### TASK INSTRUCTIONS:
Restating the data exactly is the whole task.

### DATA:
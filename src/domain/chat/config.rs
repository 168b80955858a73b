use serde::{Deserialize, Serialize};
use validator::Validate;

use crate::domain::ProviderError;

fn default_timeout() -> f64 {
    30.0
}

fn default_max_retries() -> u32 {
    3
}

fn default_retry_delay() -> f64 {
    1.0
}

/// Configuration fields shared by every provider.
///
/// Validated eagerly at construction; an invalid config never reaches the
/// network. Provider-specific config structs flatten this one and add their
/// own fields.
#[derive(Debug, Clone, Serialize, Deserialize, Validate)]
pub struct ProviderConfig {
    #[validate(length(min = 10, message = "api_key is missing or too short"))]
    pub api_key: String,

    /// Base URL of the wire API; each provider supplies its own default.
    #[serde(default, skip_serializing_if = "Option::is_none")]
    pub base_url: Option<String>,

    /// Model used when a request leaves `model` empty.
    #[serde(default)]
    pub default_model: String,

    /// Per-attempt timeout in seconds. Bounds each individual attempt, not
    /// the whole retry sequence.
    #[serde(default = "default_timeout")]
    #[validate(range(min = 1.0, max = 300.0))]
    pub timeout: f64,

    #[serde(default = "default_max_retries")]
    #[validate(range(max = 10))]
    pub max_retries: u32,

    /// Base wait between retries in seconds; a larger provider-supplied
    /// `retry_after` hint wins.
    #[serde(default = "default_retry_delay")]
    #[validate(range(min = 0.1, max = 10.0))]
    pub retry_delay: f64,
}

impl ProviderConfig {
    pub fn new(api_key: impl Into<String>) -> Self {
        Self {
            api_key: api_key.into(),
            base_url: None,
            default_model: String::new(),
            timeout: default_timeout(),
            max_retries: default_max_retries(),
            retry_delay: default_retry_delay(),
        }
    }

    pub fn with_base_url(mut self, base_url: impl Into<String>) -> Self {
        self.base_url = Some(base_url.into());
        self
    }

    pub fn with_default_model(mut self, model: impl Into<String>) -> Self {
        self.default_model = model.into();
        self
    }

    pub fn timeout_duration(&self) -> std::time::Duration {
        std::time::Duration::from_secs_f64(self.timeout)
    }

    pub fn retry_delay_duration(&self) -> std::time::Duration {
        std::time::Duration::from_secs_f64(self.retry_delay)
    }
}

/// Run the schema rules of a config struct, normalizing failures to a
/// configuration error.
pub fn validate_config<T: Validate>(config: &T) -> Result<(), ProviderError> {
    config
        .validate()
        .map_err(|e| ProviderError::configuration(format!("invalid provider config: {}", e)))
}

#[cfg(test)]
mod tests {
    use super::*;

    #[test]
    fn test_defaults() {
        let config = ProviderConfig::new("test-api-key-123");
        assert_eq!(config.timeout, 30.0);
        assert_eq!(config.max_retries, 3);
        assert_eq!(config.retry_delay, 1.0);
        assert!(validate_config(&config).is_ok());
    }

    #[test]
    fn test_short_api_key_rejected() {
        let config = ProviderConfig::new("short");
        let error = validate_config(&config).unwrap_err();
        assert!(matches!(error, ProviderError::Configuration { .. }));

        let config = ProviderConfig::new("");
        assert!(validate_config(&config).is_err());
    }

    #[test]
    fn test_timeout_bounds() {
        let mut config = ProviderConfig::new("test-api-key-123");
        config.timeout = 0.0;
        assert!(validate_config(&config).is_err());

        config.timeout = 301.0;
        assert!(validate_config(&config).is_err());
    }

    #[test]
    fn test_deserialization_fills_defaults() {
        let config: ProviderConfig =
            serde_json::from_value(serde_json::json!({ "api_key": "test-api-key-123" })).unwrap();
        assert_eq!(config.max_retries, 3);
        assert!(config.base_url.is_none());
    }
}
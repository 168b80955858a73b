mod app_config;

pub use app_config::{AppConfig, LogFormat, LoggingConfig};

### RESULT OF THE EXERCISE:
filename src/domain/chat/config.rs
repository 168b80955858a73b
use serde::{Deserialize, Serialize};
use validator::Validate;

use crate::domain::ProviderError;

fn default_timeout() -> f64 {
    30.0
}

fn default_max_retries() -> u32 {
    3
}

fn default_retry_delay() -> f64 {
    1.0
}

/// Configuration fields shared by every provider.
///
/// Validated eagerly at construction; an invalid config never reaches the
/// network. Provider-specific config structs flatten this one and add their
/// own fields.
#[derive(Debug, Clone, Serialize, Deserialize, Validate)]
pub struct ProviderConfig {
    #[validate(length(min = 10, message = "api_key is missing or too short"))]
    pub api_key: String,

    /// Base URL of the wire API; each provider supplies its own default.
    #[serde(default, skip_serializing_if = "Option::is_none")]
    pub base_url: Option<String>,

    /// Model used when a request leaves `model` empty.
    #[serde(default)]
    pub default_model: String,

    /// Per-attempt timeout in seconds. Bounds each individual attempt, not
    /// the whole retry sequence.
    #[serde(default = "default_timeout")]
    #[validate(range(min = 1.0, max = 300.0))]
    pub timeout: f64,

    #[serde(default = "default_max_retries")]
    #[validate(range(max = 10))]
    pub max_retries: u32,

    /// Base wait between retries in seconds; a larger provider-supplied
    /// `retry_after` hint wins.
    #[serde(default = "default_retry_delay")]
    #[validate(range(min = 0.1, max = 10.0))]
    pub retry_delay: f64,
}

impl ProviderConfig {
    pub fn new(api_key: impl Into<String>) -> Self {
        Self {
            api_key: api_key.into(),
            base_url: None,
            default_model: String::new(),
            timeout: default_timeout(),
            max_retries: default_max_retries(),
            retry_delay: default_retry_delay(),
        }
    }

    pub fn with_base_url(mut self, base_url: impl Into<String>) -> Self {
        self.base_url = Some(base_url.into());
        self
    }

    pub fn with_default_model(mut self, model: impl Into<String>) -> Self {
        self.default_model = model.into();
        self
    }

    pub fn timeout_duration(&self) -> std::time::Duration {
        std::time::Duration::from_secs_f64(self.timeout)
    }

    pub fn retry_delay_duration(&self) -> std::time::Duration {
        std::time::Duration::from_secs_f64(self.retry_delay)
    }
}

/// Run the schema rules of a config struct, normalizing failures to a
/// configuration error.
pub fn validate_config<T: Validate>(config: &T) -> Result<(), ProviderError> {
    config
        .validate()
        .map_err(|e| ProviderError::configuration(format!("invalid provider config: {}", e)))
}

#[cfg(test)]
mod tests {
    use super::*;

    #[test]
    fn test_defaults() {
        let config = ProviderConfig::new("test-api-key-123");
        assert_eq!(config.timeout, 30.0);
        assert_eq!(config.max_retries, 3);
        assert_eq!(config.retry_delay, 1.0);
        assert!(validate_config(&config).is_ok());
    }

    #[test]
    fn test_short_api_key_rejected() {
        let config = ProviderConfig::new("short");
        let error = validate_config(&config).unwrap_err();
        assert!(matches!(error, ProviderError::Configuration { .. }));

        let config = ProviderConfig::new("");
        assert!(validate_config(&config).is_err());
    }

    #[test]
    fn test_timeout_bounds() {
        let mut config = ProviderConfig::new("test-api-key-123");
        config.timeout = 0.0;
        assert!(validate_config(&config).is_err());

        config.timeout = 301.0;
        assert!(validate_config(&config).is_err());
    }

    #[test]
    fn test_deserialization_fills_defaults() {
        let config: ProviderConfig =
            serde_json::from_value(serde_json::json!({ "api_key": "test-api-key-123" })).unwrap();
        assert_eq!(config.max_retries, 3);
        assert!(config.base_url.is_none());
    }
}
repository 168b80955858a73b
mod app_config;

pub use app_config::{AppConfig, LogFormat, LoggingConfig};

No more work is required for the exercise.